Agreement each contain a Covenant Not to Compete which would prohibit Dr. Stein from practicing medicine within a 20-mile radius of the Hermitage and Greenville offices. Id. ¶¶ 46, 51. According to Dr. Stein, the parties’ relationship began to break down shortly after the Asset Purchase Agreement and Employment Agreement went into effect. Id.¶ 60. On October 21, 2021, Defendants terminated Dr. Stein’s employment. Id. ¶ 70. Dr. Stein alleges that the termination was without cause. Id. ¶ 71. Additionally, the declarations filed by Dr. Stein in support of his Motion state that: (1) Dr. Stein is one of, at most, only a handful of ophthalmologists practicing in and around the Mercer county area; (2) that Dr. Lee only visits Mercer county every other week to perform procedures— otherwise, patients must travel to his Ohio offices; (3) Dr. Stein is the only ophthalmologists with privileges at three hospitals in Mercer county—UPMC Horizon-Greenville, UPMC Horizon- Farrell, and Steward Sharon Regional; and (4) prior to his termination, Dr. Stein was the only ophthalmologist who provided “emergency care” (which includes “emergent care that does not require surgery but does require immediate attention”) in Mercer county. See ECF No. 6

(Declaration of Dr. Richard Stigliano, D.O.); ECF No. 7 (Declaration of Dr. Deborah Ann Snyder, D.O.); and ECF No. 17 (Declaration of Dr. Robert Stein, D.O.).
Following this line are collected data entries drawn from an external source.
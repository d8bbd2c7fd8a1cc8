//! Signal database and DBC parser
//!
//! This module contains the parser for DBC signal definition files and the
//! database the frame codec queries.

pub mod dbc;
pub mod database;

// Re-export key types for convenience
pub use database::{
    ByteOrder, DatabaseStats, MessageDefinition, SignalDatabase, SignalDefinition, ValueType,
};
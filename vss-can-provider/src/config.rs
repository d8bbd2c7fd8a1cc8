//! Configuration loading and merging with command-line overrides

use anyhow::{Context, Result};
use serde::{Deserialize, Serialize};
use std::fs;
use std::path::{Path, PathBuf};

/// Application configuration (loaded from provider.toml)
#[derive(Debug, Clone, Default, Deserialize, Serialize)]
pub struct AppConfig {
    #[serde(default)]
    pub input: InputConfig,
    #[serde(default)]
    pub output: OutputConfig,
}

#[derive(Debug, Clone, Default, Deserialize, Serialize)]
pub struct InputConfig {
    /// DBC file describing the CAN frames
    pub dbc_file: Option<PathBuf>,
    /// JSON mapping from VSS paths to DBC signals
    pub mapping_file: Option<PathBuf>,
    /// JSON-lines file with update batches (stdin when absent)
    pub updates: Option<PathBuf>,
}

#[derive(Debug, Clone, Deserialize, Serialize)]
pub struct OutputConfig {
    /// CAN interface name written into the frame log
    #[serde(default = "default_interface")]
    pub interface: String,
    /// Frame log file (stdout when absent)
    pub file: Option<PathBuf>,
}

impl Default for OutputConfig {
    fn default() -> Self {
        Self {
            interface: default_interface(),
            file: None,
        }
    }
}

fn default_interface() -> String {
    "vcan0".to_string()
}

/// Values given on the command line; each one wins over the config file
#[derive(Debug, Clone, Default)]
pub struct Overrides {
    pub dbc_file: Option<PathBuf>,
    pub mapping_file: Option<PathBuf>,
    pub updates: Option<PathBuf>,
    pub interface: Option<String>,
    pub output: Option<PathBuf>,
}

/// Fully resolved settings the provider runs with
#[derive(Debug, Clone, PartialEq)]
pub struct Settings {
    pub dbc_file: PathBuf,
    pub mapping_file: PathBuf,
    pub updates: Option<PathBuf>,
    pub interface: String,
    pub output: Option<PathBuf>,
}

impl AppConfig {
    /// Apply command-line overrides and check that required inputs are set
    pub fn resolve(self, overrides: Overrides) -> Result<Settings> {
        let dbc_file = overrides
            .dbc_file
            .or(self.input.dbc_file)
            .context("No DBC file given (use --dbc or input.dbc_file)")?;
        let mapping_file = overrides
            .mapping_file
            .or(self.input.mapping_file)
            .context("No mapping file given (use --mapping or input.mapping_file)")?;

        Ok(Settings {
            dbc_file,
            mapping_file,
            updates: overrides.updates.or(self.input.updates),
            interface: overrides.interface.unwrap_or(self.output.interface),
            output: overrides.output.or(self.output.file),
        })
    }
}

/// Load configuration from a TOML file
pub fn load_config(path: &Path) -> Result<AppConfig> {
    let content = fs::read_to_string(path)
        .with_context(|| format!("Failed to read config file: {:?}", path))?;

    let config: AppConfig = toml::from_str(&content)
        .with_context(|| format!("Failed to parse config file: {:?}", path))?;

    Ok(config)
}

#[cfg(test)]
mod tests {
    use super::*;

    #[test]
    fn test_config_deserialization() {
        let toml_content = r#"
            [input]
            dbc_file = "Model3CAN.dbc"
            mapping_file = "mapping/vss_dbc.json"

            [output]
            file = "frames.log"
        "#;

        let config: AppConfig = toml::from_str(toml_content).unwrap();
        assert_eq!(config.input.dbc_file, Some(PathBuf::from("Model3CAN.dbc")));
        assert_eq!(config.input.updates, None);
        assert_eq!(config.output.interface, "vcan0");

        let settings = config.resolve(Overrides::default()).unwrap();
        assert_eq!(settings.mapping_file, PathBuf::from("mapping/vss_dbc.json"));
        assert_eq!(settings.output, Some(PathBuf::from("frames.log")));
    }

    #[test]
    fn test_overrides_win() {
        let config: AppConfig = toml::from_str(
            r#"
            [input]
            dbc_file = "a.dbc"
            mapping_file = "a.json"
            [output]
            interface = "can0"
        "#,
        )
        .unwrap();

        let settings = config
            .resolve(Overrides {
                dbc_file: Some(PathBuf::from("b.dbc")),
                interface: Some("vcan1".to_string()),
                ..Overrides::default()
            })
            .unwrap();
        assert_eq!(settings.dbc_file, PathBuf::from("b.dbc"));
        assert_eq!(settings.mapping_file, PathBuf::from("a.json"));
        assert_eq!(settings.interface, "vcan1");
    }

    #[test]
    fn test_missing_inputs_are_errors() {
        let result = AppConfig::default().resolve(Overrides {
            mapping_file: Some(PathBuf::from("a.json")),
            ..Overrides::default()
        });
        assert!(result.is_err());

        let result = AppConfig::default().resolve(Overrides {
            dbc_file: Some(PathBuf::from("a.dbc")),
            ..Overrides::default()
        });
        assert!(result.is_err());
    }

    #[test]
    fn test_load_config_file() {
        use std::io::Write;

        let mut file = tempfile::NamedTempFile::new().unwrap();
        writeln!(file, "[input]\ndbc_file = \"x.dbc\"").unwrap();
        let config = load_config(file.path()).unwrap();
        assert_eq!(config.input.dbc_file, Some(PathBuf::from("x.dbc")));

        assert!(load_config(Path::new("/nonexistent/provider.toml")).is_err());
    }
}
//! Frame value aggregation
//!
//! Builds the complete signal map for one CAN frame: the frame's defaults
//! overlaid with the last value of every mapping entry packed into it.

use crate::defaults::FrameDefaults;
use crate::mapping::MappingTable;
use crate::types::{MapperError, Result, SignalValue};
use std::collections::BTreeMap;

impl MappingTable {
    /// Current signal values for a frame, ready for encoding
    ///
    /// Entries without a last value keep the default. Frames without a
    /// declared default set are refused with [`MapperError::UnsupportedFrame`].
    pub fn frame_values(
        &self,
        frame_id: u32,
        defaults: &FrameDefaults,
    ) -> Result<BTreeMap<String, SignalValue>> {
        log::debug!("Using stored information to create CAN frame for {}", frame_id);
        let mut values = defaults
            .get(frame_id)
            .cloned()
            .ok_or(MapperError::UnsupportedFrame(frame_id))?;

        for entry in self.entries_for_frame(frame_id) {
            if let Some(value) = &entry.last_value {
                log::info!("Using DBC signal {} with value {}", entry.dbc_name, value);
                values.insert(entry.dbc_name.clone(), value.clone());
            }
        }
        Ok(values)
    }
}
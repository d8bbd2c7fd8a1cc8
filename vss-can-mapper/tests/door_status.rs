// End-to-end mapping of VSS door and mirror targets onto the left door status frame
use std::path::PathBuf;
use vss_can_mapper::{FrameCodec, FrameDefaults, MapperError, MappingTable, SignalValue};

const DRIVER_DOOR: &str = "Vehicle.Cabin.Door.Row1.DriverSide.IsOpen";
const PASSENGER_DOOR: &str = "Vehicle.Cabin.Door.Row1.PassengerSide.IsOpen";
const MIRROR_TILT: &str = "Vehicle.Body.Mirrors.DriverSide.Tilt";

fn demo_file(name: &str) -> PathBuf {
    PathBuf::from(env!("CARGO_MANIFEST_DIR"))
        .parent()
        .unwrap()
        .join("demos")
        .join(name)
}

fn setup() -> (FrameCodec, MappingTable) {
    let _ = env_logger::builder().is_test(true).try_init();
    let codec = FrameCodec::from_dbc_file(&demo_file("vcleft.dbc")).unwrap();
    let table = MappingTable::from_file(&demo_file("vss_dbc.json"), &codec).unwrap();
    (codec, table)
}

#[test]
fn door_open_sets_latch_status() {
    let (codec, mut table) = setup();
    let defaults = FrameDefaults::builtin();

    let open = SignalValue::Boolean(true);
    let touched = table.apply_updates([(DRIVER_DOOR, &open)]);
    assert_eq!(touched.iter().copied().collect::<Vec<_>>(), vec![258]);

    let latch = table.entries_for_path(DRIVER_DOOR).next().unwrap();
    assert_eq!(latch.last_value, Some(SignalValue::Integer(1)));

    let values = table.frame_values(258, &defaults).unwrap();
    assert_eq!(values.len(), 20);
    assert_eq!(values["VCLEFT_frontLatchStatus"], SignalValue::Integer(1));
    assert!(values
        .iter()
        .filter(|(name, _)| *name != "VCLEFT_frontLatchStatus")
        .all(|(_, value)| *value == SignalValue::Integer(0)));

    let data = codec.encode(258, &values).unwrap();
    assert_eq!(data, vec![0x01, 0, 0, 0, 0, 0, 0, 0]);

    let decoded = codec.decode(258, &data).unwrap();
    assert_eq!(decoded["VCLEFT_frontLatchStatus"], SignalValue::Integer(1));
}

#[test]
fn mirror_tilt_goes_through_expression() {
    let (codec, mut table) = setup();
    let defaults = FrameDefaults::builtin();

    let centered = SignalValue::Integer(0);
    let touched = table.apply_updates([(MIRROR_TILT, &centered)]);
    assert!(touched.contains(&258));

    let values = table.frame_values(258, &defaults).unwrap();
    assert_eq!(values["VCLEFT_mirrorTiltYPosition"], SignalValue::Float(2.5));

    // 2.5 V at 0.02 V/bit is raw 125 in bits 52..60
    let data = codec.encode(258, &values).unwrap();
    assert_eq!(data[6], 0xD0);
    assert_eq!(data[7], 0x07);
}

#[test]
fn unmatched_lookup_falls_back_to_default() {
    let (_codec, mut table) = setup();
    let defaults = FrameDefaults::builtin();

    let open = SignalValue::Boolean(true);
    table.apply_updates([(DRIVER_DOOR, &open)]);

    let not_a_bool = SignalValue::from("ajar");
    table.apply_updates([(DRIVER_DOOR, &not_a_bool)]);

    let values = table.frame_values(258, &defaults).unwrap();
    assert_eq!(values["VCLEFT_frontLatchStatus"], SignalValue::Integer(0));
}

#[test]
fn frames_without_defaults_are_not_built() {
    let (codec, mut table) = setup();
    let defaults = FrameDefaults::builtin();

    let open = SignalValue::Boolean(true);
    let touched = table.apply_updates([(PASSENGER_DOOR, &open)]);
    assert_eq!(touched.iter().copied().collect::<Vec<_>>(), vec![259]);
    assert!(!defaults.supports(259));
    assert!(matches!(
        table.frame_values(259, &defaults),
        Err(MapperError::UnsupportedFrame(259))
    ));

    assert!(matches!(
        table.frame_values(999, &defaults),
        Err(MapperError::UnsupportedFrame(999))
    ));
    assert_eq!(codec.signal_names(259).unwrap().len(), 2);
}

#[test]
fn unmapped_path_changes_nothing() {
    let (_codec, mut table) = setup();

    let on = SignalValue::Boolean(true);
    let touched = table.apply_updates([("Vehicle.Body.Mirrors.DriverSide.IsHeatingOn", &on)]);
    assert!(touched.is_empty());
    assert!(table
        .frame_ids()
        .into_iter()
        .flat_map(|id| table.entries_for_frame(id).collect::<Vec<_>>())
        .all(|entry| entry.last_value.is_none()));
}

#[test]
fn demo_updates_reach_mapped_paths() {
    let (_codec, table) = setup();
    assert!(table.contains_path(DRIVER_DOOR));
    assert!(table.contains_path(PASSENGER_DOOR));

    let updates = std::fs::read_to_string(demo_file("updates.jsonl")).unwrap();
    for line in updates.lines().filter(|line| !line.trim().is_empty()) {
        let batch: Vec<serde_json::Value> = serde_json::from_str(line).unwrap();
        for update in batch {
            let path = update["path"].as_str().unwrap();
            assert!(table.contains_path(path), "{} is not mapped", path);
        }
    }
}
Defendants’ supporting declaration contends that Dr. Stein did not provide any emergency care during the time he was employed by Lee Eye Center and that there are “at least two other eye practices within Mercer County with ophthalmologists on staff;” however, this fact is disputed by Dr. Stein. Compare ECF No. 15 (Declaration of Kim Horne) with ECF No. 17 (Declaration of Dr. Stein). II. Standard of Review The primary purpose of a temporary restraining order and/or preliminary injunction is to preserve the status quo until a decision can be made on the merits. See Hope v. Warden York

County Prison, 956 F.3d 156, 160 (3d Cir. 2020) (Hope I). The requirements for a temporary restraining order are the same as those for a preliminary injunction. See Hope v. Warden York Cty. Prison, 972 F.3d 310, 319 (3d Cir. 2020) (Hope II). A party seeking a TRO must establish (1) a likelihood of success on the merits, (2) that denial of injunctive relief will likely result in irreparable harm, (3) that granting the temporary restraining order will not result in irreparable harm to the defendants, and (4) that granting the TRO is in the public interest. See id. at 319–20 (citations omitted). The United States Court of Appeals has instructed that the first two factors—likelihood of success and irreparable harm—are “gateway” issues that the party seeking injunctive relief must establish; only after the moving party has met this burden may the court consider the third and fourth factors and “determine[] in its sound discretion if all four factors, taken together, balance in favor of granting the requested preliminary relief.” See Reilly v. City of Harrisburg, 858 F.3d 173, 179 (3d Cir. 2017) (citations omitted). To establish a reasonable probability of success on the merits such that a TRO should issue,

a “plaintiff need only prove a prima facie case, not a certainty that [it] will win.” Highmark, Inc. v. UPMC Health Plan, Inc., 276 F.3d 160, 173 (3d Cir. 2001); see also Reilly v. City of Harrisburg, 858 F.3d 173, 179 (3d Cir. 2017) (noting that the movant must “demonstrate that it can win on the merits (which requires a showing significantly better than negligible but not necessarily more likely than not).”); 42 Am. Jur. 2d Injunctions § 18 (2020) (explaining that to obtain a preliminary injunction, the movant must show that it is “reasonably likely” to succeed on the merits.). That is, “the moving party must produce sufficient evidence to satisfy the essential elements of the underlying cause of action.” Sutton v. Cerullo, Civil No. 3:CV-10-1899, 2014 U.S. Dist. LEXIS 110116, at * 13 (M.D. Pa. Aug. 8, 2014) (citing Punnett v. Carter, 621 F.2d 578, 582–83 (3d Cir.

1980)). And, “‘the burdens at the preliminary injunctions stage track the burdens at trial.’” Greater Phila. Chamber of Commerce v. City of Phila., 949 F.3d 116, 133 (3d Cir. 2020) (quoting Gonzales v. O Centro Espirita Beneficente Uniao do Vegetal, 546 U.S. 418, 429 (2006)).